(Dataset entries)
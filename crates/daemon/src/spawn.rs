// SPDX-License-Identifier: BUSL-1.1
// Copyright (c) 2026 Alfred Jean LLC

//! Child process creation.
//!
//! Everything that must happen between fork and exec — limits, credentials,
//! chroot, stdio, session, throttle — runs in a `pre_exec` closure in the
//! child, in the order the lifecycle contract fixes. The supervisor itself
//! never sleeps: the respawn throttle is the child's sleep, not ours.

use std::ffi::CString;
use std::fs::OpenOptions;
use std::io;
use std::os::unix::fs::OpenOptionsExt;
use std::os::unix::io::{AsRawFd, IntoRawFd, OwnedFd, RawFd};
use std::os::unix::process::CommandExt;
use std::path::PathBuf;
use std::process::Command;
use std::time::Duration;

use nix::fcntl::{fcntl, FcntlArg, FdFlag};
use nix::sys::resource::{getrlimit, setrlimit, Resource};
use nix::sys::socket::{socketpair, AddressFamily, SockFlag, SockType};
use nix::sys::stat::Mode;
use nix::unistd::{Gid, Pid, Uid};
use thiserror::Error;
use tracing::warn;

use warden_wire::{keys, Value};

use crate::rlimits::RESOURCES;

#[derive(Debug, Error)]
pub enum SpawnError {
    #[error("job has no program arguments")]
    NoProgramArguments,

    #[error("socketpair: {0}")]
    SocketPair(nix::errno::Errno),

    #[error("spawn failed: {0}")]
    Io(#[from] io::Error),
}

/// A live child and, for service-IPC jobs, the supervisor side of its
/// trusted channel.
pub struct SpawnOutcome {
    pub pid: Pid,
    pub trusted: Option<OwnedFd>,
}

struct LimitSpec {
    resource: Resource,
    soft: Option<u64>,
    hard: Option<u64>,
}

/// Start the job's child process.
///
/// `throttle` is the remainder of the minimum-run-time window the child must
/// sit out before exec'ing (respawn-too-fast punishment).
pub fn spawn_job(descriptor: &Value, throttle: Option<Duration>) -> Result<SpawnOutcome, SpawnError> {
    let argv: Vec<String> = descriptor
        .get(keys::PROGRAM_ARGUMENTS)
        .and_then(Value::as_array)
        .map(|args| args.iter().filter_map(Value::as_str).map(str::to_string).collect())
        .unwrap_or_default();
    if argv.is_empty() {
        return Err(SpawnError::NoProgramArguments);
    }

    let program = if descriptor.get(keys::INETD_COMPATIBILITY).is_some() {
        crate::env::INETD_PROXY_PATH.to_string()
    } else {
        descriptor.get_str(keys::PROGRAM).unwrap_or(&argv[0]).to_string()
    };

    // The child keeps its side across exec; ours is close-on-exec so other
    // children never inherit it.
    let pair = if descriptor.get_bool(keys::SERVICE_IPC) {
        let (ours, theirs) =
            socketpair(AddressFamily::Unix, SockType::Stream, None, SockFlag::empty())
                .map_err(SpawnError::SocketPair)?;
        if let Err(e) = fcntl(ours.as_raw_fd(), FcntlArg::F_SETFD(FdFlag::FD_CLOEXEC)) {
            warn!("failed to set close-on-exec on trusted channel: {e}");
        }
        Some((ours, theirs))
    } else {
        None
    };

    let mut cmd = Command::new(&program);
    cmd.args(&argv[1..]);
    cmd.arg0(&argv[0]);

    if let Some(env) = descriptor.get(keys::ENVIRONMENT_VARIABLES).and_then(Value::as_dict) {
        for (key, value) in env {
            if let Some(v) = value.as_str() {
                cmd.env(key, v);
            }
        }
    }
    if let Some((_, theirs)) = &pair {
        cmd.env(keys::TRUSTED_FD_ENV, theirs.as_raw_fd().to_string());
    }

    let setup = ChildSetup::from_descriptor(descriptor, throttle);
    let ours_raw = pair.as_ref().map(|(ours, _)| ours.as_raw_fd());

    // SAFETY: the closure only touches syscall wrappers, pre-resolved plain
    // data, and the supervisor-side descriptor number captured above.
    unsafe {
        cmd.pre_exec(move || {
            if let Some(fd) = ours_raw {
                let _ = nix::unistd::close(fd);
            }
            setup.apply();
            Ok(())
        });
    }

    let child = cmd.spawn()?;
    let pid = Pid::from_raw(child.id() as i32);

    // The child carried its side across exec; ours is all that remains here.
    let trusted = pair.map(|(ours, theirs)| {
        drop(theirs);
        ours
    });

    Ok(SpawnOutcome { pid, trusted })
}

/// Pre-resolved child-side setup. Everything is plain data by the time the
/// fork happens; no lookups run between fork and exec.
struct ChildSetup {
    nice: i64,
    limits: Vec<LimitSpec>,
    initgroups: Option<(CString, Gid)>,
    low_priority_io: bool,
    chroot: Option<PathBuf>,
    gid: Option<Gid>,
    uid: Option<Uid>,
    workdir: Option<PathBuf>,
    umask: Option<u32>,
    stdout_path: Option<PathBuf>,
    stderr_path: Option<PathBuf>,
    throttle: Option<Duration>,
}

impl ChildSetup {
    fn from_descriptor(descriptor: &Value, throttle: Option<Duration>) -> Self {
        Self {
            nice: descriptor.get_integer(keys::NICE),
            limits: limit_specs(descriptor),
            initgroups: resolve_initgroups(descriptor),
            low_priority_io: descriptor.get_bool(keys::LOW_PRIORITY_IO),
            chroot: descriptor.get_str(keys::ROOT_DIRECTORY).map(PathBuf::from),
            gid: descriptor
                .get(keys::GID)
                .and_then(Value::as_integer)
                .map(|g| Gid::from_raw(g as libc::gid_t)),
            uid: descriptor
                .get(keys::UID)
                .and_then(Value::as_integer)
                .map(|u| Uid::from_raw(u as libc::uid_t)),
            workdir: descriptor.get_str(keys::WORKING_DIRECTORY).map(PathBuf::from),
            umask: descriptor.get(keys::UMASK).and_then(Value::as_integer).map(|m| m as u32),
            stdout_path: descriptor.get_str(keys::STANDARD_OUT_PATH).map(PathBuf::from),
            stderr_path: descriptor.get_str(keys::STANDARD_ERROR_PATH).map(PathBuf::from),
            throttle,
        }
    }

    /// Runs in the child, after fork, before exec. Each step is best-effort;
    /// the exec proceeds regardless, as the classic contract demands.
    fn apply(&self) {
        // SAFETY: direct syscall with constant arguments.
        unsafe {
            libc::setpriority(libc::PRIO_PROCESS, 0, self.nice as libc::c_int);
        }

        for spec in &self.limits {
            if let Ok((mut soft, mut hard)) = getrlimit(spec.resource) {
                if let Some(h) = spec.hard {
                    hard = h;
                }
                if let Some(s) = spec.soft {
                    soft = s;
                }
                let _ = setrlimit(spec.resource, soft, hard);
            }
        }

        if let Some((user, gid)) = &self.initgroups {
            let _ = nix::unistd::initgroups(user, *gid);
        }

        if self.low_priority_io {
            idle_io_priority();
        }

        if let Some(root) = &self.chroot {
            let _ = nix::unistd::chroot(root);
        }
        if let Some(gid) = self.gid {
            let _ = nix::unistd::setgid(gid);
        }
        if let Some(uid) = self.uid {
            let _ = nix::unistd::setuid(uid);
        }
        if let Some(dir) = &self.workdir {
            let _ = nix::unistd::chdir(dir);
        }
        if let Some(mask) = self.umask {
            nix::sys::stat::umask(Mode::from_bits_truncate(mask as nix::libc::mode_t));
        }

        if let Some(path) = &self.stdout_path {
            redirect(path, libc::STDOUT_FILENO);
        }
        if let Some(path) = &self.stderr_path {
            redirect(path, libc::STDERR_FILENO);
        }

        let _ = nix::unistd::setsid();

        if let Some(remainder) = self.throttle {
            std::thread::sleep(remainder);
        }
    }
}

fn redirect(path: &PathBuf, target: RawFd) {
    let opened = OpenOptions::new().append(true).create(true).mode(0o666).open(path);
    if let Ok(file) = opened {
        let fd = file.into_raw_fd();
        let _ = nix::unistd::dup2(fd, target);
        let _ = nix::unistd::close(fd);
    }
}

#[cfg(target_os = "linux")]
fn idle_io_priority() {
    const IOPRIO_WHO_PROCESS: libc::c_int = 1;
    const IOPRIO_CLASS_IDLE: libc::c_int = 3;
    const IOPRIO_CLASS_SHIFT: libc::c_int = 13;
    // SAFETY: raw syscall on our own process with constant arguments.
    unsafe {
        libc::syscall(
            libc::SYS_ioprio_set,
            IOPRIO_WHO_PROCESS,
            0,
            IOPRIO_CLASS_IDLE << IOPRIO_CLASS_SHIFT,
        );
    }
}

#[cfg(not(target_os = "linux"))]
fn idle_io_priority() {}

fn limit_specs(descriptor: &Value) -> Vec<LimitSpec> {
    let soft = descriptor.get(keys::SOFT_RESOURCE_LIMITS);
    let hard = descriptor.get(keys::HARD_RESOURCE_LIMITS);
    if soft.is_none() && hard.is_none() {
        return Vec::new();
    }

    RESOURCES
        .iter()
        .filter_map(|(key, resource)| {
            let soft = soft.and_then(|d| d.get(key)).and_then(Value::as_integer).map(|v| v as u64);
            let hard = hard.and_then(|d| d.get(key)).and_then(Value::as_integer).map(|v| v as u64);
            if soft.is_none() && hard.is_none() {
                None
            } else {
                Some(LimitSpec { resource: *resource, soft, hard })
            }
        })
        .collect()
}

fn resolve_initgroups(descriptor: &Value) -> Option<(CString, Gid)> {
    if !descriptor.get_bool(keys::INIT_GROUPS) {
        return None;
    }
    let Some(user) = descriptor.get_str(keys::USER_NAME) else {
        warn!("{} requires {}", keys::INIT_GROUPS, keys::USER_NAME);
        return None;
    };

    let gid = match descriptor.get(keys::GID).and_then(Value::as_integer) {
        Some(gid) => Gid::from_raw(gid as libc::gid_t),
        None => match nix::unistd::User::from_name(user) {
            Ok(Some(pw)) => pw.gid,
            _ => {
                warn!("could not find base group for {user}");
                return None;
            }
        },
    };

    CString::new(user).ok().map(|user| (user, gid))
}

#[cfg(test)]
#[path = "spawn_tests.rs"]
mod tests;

How to complete this task: Lines from the start of the records through the one containing "The supervisor itself" are what should be retyped, exactly and in full, both ends included.

Finished task:
filename crates/daemon/src/spawn.rs
// SPDX-License-Identifier: BUSL-1.1
// Copyright (c) 2026 Alfred Jean LLC

//! Child process creation.
//!
//! Everything that must happen between fork and exec — limits, credentials,
//! chroot, stdio, session, throttle — runs in a `pre_exec` closure in the
//! child, in the order the lifecycle contract fixes. The supervisor itself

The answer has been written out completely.